What you need to do: Stopping at the line that holds "the identity provider.", repeat the lines below exactly, starting from the very first and including that final line.

Records from a dataset:
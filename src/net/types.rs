//! Shared types for the REST API payloads.
//!
//! These are the client's fixed internal shapes. The backend itself is not
//! consistent about field casing on the `/auth/me` endpoint; the mapping from
//! that raw payload into `User`/`UserProfile` lives in `crate::auth::sync`.

#[cfg(test)]
#[path = "types_test.rs"]
mod types_test;

use serde::{Deserialize, Serialize};

/// Account role as assigned by the backend, never by the identity provider.
#[derive(Clone, Copy, Debug, Default, PartialEq, Eq, Serialize, Deserialize)]
#[serde(rename_all = "SCREAMING_SNAKE_CASE")]
pub enum Role {
    Admin,
    #[default]
    Professional,
    Inactive,
}

impl Role {
    /// Parse the backend's wire spelling (`ADMIN`/`PROFESSIONAL`/`INACTIVE`).
    pub fn parse(s: &str) -> Option<Self> {
        match s {
            "ADMIN" => Some(Self::Admin),
            "PROFESSIONAL" => Some(Self::Professional),
            "INACTIVE" => Some(Self::Inactive),
            _ => None,
        }
    }
}

/// Approval status gating access to the main application.
#[derive(Clone, Copy, Debug, Default, PartialEq, Eq, Serialize, Deserialize)]
#[serde(rename_all = "SCREAMING_SNAKE_CASE")]
pub enum ProfileStatus {
    Active,
    #[default]
    Inactive,
}

impl ProfileStatus {
    pub fn parse(s: &str) -> Option<Self> {
        match s {
            "ACTIVE" => Some(Self::Active),
            "INACTIVE" => Some(Self::Inactive),
            _ => None,
        }
    }
}

/// The authenticated account.
#[derive(Clone, Debug, PartialEq, Eq, Serialize, Deserialize)]
pub struct User {
    pub id: String,
    pub email: String,
    pub role: Role,
}

/// Professional profile attached to an account.
///
/// `specialty` and `phone` are plain strings (empty until the profile form is
/// completed); the remaining demographic fields are optional.
#[derive(Clone, Debug, Default, PartialEq, Serialize, Deserialize)]
pub struct UserProfile {
    pub status: ProfileStatus,
    #[serde(default)]
    pub full_name: Option<String>,
    #[serde(default)]
    pub specialty: String,
    #[serde(default)]
    pub phone: String,
    #[serde(default)]
    pub rut: Option<String>,
    #[serde(default)]
    pub bio: Option<String>,
    #[serde(default)]
    pub birth_date: Option<String>,
    #[serde(default)]
    pub gender: Option<String>,
    #[serde(default)]
    pub nationality: Option<String>,
    #[serde(default)]
    pub residence_country: Option<String>,
    #[serde(default)]
    pub university: Option<String>,
    #[serde(default)]
    pub avatar_url: Option<String>,
}

/// Partial profile update: the `PUT /auth/profile` body and the shallow-merge
/// argument of the session store's `update_profile`.
#[derive(Clone, Debug, Default, PartialEq, Serialize)]
pub struct ProfilePatch {
    #[serde(skip_serializing_if = "Option::is_none")]
    pub full_name: Option<String>,
    #[serde(skip_serializing_if = "Option::is_none")]
    pub specialty: Option<String>,
    #[serde(skip_serializing_if = "Option::is_none")]
    pub phone: Option<String>,
    #[serde(skip_serializing_if = "Option::is_none")]
    pub rut: Option<String>,
    #[serde(skip_serializing_if = "Option::is_none")]
    pub bio: Option<String>,
    #[serde(skip_serializing_if = "Option::is_none")]
    pub birth_date: Option<String>,
    #[serde(skip_serializing_if = "Option::is_none")]
    pub gender: Option<String>,
    #[serde(skip_serializing_if = "Option::is_none")]
    pub nationality: Option<String>,
    #[serde(skip_serializing_if = "Option::is_none")]
    pub residence_country: Option<String>,
    #[serde(skip_serializing_if = "Option::is_none")]
    pub university: Option<String>,
}

impl UserProfile {
    /// Shallow-merge a patch: only fields present in the patch overwrite.
    pub fn apply(&mut self, patch: &ProfilePatch) {
        if let Some(v) = &patch.full_name {
            self.full_name = Some(v.clone());
        }
        if let Some(v) = &patch.specialty {
            self.specialty = v.clone();
        }
        if let Some(v) = &patch.phone {
            self.phone = v.clone();
        }
        if let Some(v) = &patch.rut {
            self.rut = Some(v.clone());
        }
        if let Some(v) = &patch.bio {
            self.bio = Some(v.clone());
        }
        if let Some(v) = &patch.birth_date {
            self.birth_date = Some(v.clone());
        }
        if let Some(v) = &patch.gender {
            self.gender = Some(v.clone());
        }
        if let Some(v) = &patch.nationality {
            self.nationality = Some(v.clone());
        }
        if let Some(v) = &patch.residence_country {
            self.residence_country = Some(v.clone());
        }
        if let Some(v) = &patch.university {
            self.university = Some(v.clone());
        }
    }
}

/// A patient record.
#[derive(Clone, Debug, PartialEq, Serialize, Deserialize)]
pub struct Patient {
    pub id: String,
    #[serde(default)]
    pub created_at: String,
    pub personal_info: PatientPersonalInfo,
    #[serde(default)]
    pub consent_pdf_url: Option<String>,
}

#[derive(Clone, Debug, Default, PartialEq, Serialize, Deserialize)]
pub struct PatientPersonalInfo {
    #[serde(default)]
    pub first_name: String,
    #[serde(default)]
    pub last_name: String,
    #[serde(default)]
    pub rut: String,
    #[serde(default)]
    pub email: String,
    #[serde(default)]
    pub phone: String,
    #[serde(default)]
    pub birth_date: String,
    #[serde(default)]
    pub diagnosis: Option<String>,
}

impl Patient {
    pub fn display_name(&self) -> String {
        format!(
            "{} {}",
            self.personal_info.first_name, self.personal_info.last_name
        )
    }
}

/// Editable patient fields (`PUT /patients/{id}`).
#[derive(Clone, Debug, Default, Serialize)]
pub struct PatientUpdate {
    pub disability_report: String,
    pub care_notes: String,
}

/// Body for creating a treatment session entry.
#[derive(Clone, Debug, Default, Serialize)]
pub struct SessionPayload {
    pub patient_id: String,
    pub intervention_plan: String,
    pub description: String,
    pub has_incident: bool,
    #[serde(skip_serializing_if = "Option::is_none")]
    pub incident_details: Option<String>,
    #[serde(skip_serializing_if = "Option::is_none")]
    pub photos: Option<Vec<String>>,
}

/// A logged treatment session as returned by the backend.
#[derive(Clone, Debug, PartialEq, Serialize, Deserialize)]
pub struct TreatmentSession {
    pub id: String,
    pub patient_id: String,
    #[serde(default)]
    pub professional_id: Option<String>,
    #[serde(default)]
    pub intervention_plan: String,
    #[serde(default)]
    pub description: String,
    #[serde(default)]
    pub has_incident: bool,
    #[serde(default)]
    pub incident_details: Option<String>,
    #[serde(default)]
    pub created_at: String,
}

/// Body for creating a clinical report.
#[derive(Clone, Debug, Default, Serialize)]
pub struct ReportPayload {
    pub patient_id: String,
    pub title: String,
    pub content: String,
}

#[derive(Clone, Debug, PartialEq, Serialize, Deserialize)]
pub struct Report {
    pub id: String,
    pub patient_id: String,
    #[serde(default)]
    pub title: String,
    #[serde(default)]
    pub created_at: String,
}

/// An uploaded patient document reference.
#[derive(Clone, Debug, PartialEq, Serialize, Deserialize)]
pub struct PatientDocument {
    pub id: String,
    #[serde(default)]
    pub file_name: String,
    #[serde(default)]
    pub url: Option<String>,
    #[serde(default)]
    pub created_at: String,
}

/// A collaboration invite on a patient record.
#[derive(Clone, Debug, PartialEq, Serialize, Deserialize)]
pub struct Collaboration {
    pub id: String,
    pub patient_id: String,
    #[serde(default)]
    pub email: String,
    #[serde(default)]
    pub status: String,
}

/// An account awaiting admin approval.
#[derive(Clone, Debug, PartialEq, Serialize, Deserialize)]
pub struct PendingUser {
    pub id: String,
    pub email: String,
    #[serde(default)]
    pub full_name: Option<String>,
    #[serde(default)]
    pub specialty: Option<String>,
    #[serde(default)]
    pub created_at: Option<String>,
}

/// A support ticket.
#[derive(Clone, Debug, PartialEq, Serialize, Deserialize)]
pub struct SupportTicket {
    pub id: String,
    #[serde(default)]
    pub subject: String,
    #[serde(default)]
    pub message: String,
    #[serde(default)]
    pub status: String,
    #[serde(default)]
    pub response: Option<String>,
    #[serde(default)]
    pub created_at: String,
}

/// Aggregate counters for the professional dashboard.
#[derive(Clone, Debug, Default, PartialEq, Eq, Serialize, Deserialize)]
pub struct DashboardStats {
    #[serde(default)]
    pub active_patients: u32,
    #[serde(default)]
    pub monthly_sessions: u32,
    #[serde(default)]
    pub reported_incidents: u32,
}

/// `GET /dashboard/summary` response.
#[derive(Clone, Debug, Default, PartialEq, Serialize, Deserialize)]
pub struct DashboardSummary {
    #[serde(default)]
    pub stats: DashboardStats,
    #[serde(default)]
    pub recent_patients: Vec<Patient>,
}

Answer section:
filename src/net/types.rs
//! Shared types for the REST API payloads.
//!
//! These are the client's fixed internal shapes. The backend itself is not
//! consistent about field casing on the `/auth/me` endpoint; the mapping from
//! that raw payload into `User`/`UserProfile` lives in `crate::auth::sync`.

#[cfg(test)]
#[path = "types_test.rs"]
mod types_test;

use serde::{Deserialize, Serialize};

/// Account role as assigned by the backend, never by the identity provider.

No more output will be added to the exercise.